TASK DIRECTIONS: Look over the data below and give the number of lines containing the word "instead", with no other words.
───
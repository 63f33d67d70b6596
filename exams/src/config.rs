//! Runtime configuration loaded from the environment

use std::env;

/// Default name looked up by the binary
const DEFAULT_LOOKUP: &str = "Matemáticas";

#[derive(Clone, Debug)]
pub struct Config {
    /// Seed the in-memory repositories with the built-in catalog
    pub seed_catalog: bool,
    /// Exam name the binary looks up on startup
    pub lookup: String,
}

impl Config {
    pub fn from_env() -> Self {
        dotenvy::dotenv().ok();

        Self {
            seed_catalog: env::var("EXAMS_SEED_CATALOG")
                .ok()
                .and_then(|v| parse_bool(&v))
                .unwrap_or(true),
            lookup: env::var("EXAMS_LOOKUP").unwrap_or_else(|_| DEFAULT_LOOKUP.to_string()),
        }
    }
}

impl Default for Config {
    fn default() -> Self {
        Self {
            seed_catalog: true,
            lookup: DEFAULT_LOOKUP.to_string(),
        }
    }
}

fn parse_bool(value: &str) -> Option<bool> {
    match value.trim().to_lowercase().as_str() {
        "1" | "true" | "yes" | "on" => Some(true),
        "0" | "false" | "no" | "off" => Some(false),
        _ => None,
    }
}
───
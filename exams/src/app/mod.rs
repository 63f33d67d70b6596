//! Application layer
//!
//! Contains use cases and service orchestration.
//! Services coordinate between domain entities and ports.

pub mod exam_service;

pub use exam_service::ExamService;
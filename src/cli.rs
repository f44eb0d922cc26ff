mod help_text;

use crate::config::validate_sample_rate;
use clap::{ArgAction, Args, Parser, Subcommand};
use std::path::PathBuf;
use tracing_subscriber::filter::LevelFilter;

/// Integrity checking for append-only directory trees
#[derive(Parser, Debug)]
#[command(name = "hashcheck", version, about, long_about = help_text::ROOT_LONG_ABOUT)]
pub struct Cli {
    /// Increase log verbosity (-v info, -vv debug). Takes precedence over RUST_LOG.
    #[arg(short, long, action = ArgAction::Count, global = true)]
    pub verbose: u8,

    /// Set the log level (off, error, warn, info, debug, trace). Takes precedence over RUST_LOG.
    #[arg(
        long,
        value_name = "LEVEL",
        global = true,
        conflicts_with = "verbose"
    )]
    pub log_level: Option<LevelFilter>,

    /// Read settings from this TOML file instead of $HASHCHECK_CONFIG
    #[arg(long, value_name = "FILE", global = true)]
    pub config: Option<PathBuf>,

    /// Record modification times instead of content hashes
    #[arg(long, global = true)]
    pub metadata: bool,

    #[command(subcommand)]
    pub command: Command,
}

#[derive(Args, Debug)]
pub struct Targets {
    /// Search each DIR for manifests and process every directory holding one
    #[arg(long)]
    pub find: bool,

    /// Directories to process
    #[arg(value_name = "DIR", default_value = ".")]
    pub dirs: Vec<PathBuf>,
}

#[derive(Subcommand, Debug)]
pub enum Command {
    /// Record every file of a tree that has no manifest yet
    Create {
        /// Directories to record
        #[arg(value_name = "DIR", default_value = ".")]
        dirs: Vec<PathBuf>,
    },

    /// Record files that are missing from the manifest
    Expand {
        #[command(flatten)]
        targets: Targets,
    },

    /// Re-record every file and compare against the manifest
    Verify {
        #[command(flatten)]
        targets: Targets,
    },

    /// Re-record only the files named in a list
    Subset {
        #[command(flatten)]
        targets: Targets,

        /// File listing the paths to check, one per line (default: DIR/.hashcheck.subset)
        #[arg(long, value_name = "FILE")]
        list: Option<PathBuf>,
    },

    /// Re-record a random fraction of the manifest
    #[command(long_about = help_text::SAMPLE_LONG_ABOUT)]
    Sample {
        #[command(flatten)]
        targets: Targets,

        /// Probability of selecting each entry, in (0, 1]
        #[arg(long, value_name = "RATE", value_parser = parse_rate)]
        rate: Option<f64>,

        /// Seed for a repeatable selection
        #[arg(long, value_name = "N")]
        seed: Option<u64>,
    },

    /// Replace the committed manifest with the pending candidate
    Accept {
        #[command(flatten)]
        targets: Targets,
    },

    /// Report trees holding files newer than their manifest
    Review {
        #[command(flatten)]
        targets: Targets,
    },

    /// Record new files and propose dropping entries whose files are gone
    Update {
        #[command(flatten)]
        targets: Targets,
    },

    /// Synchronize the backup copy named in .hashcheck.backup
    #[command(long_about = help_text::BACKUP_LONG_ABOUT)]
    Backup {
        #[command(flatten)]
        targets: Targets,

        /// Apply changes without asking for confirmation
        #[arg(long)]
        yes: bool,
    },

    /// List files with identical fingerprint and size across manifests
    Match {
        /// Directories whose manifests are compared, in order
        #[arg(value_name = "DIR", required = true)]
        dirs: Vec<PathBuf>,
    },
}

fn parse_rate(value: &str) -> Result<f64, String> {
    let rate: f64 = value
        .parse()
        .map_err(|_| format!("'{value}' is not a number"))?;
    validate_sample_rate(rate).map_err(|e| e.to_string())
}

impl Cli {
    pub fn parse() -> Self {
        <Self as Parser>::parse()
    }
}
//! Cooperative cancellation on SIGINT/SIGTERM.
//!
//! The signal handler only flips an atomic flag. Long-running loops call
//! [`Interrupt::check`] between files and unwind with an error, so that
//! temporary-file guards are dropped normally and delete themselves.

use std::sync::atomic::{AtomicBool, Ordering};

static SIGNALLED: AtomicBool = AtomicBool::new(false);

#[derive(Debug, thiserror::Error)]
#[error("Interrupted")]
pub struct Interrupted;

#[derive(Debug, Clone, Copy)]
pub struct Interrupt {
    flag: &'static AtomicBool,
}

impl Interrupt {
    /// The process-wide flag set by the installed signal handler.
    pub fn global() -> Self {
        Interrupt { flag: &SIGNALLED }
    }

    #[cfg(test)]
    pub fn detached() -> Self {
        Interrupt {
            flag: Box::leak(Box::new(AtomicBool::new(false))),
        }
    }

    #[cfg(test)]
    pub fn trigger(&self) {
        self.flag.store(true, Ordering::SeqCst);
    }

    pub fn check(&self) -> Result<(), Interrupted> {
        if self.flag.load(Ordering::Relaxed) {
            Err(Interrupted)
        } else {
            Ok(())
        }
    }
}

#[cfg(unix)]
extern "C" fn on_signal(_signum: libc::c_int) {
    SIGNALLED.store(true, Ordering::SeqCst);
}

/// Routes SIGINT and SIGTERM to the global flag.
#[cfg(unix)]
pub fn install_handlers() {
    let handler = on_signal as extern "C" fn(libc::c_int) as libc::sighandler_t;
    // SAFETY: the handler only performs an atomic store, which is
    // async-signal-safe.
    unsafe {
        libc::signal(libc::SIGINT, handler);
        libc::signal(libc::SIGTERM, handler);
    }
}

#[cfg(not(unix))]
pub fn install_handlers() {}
───
SOLVED PROBLEM: 2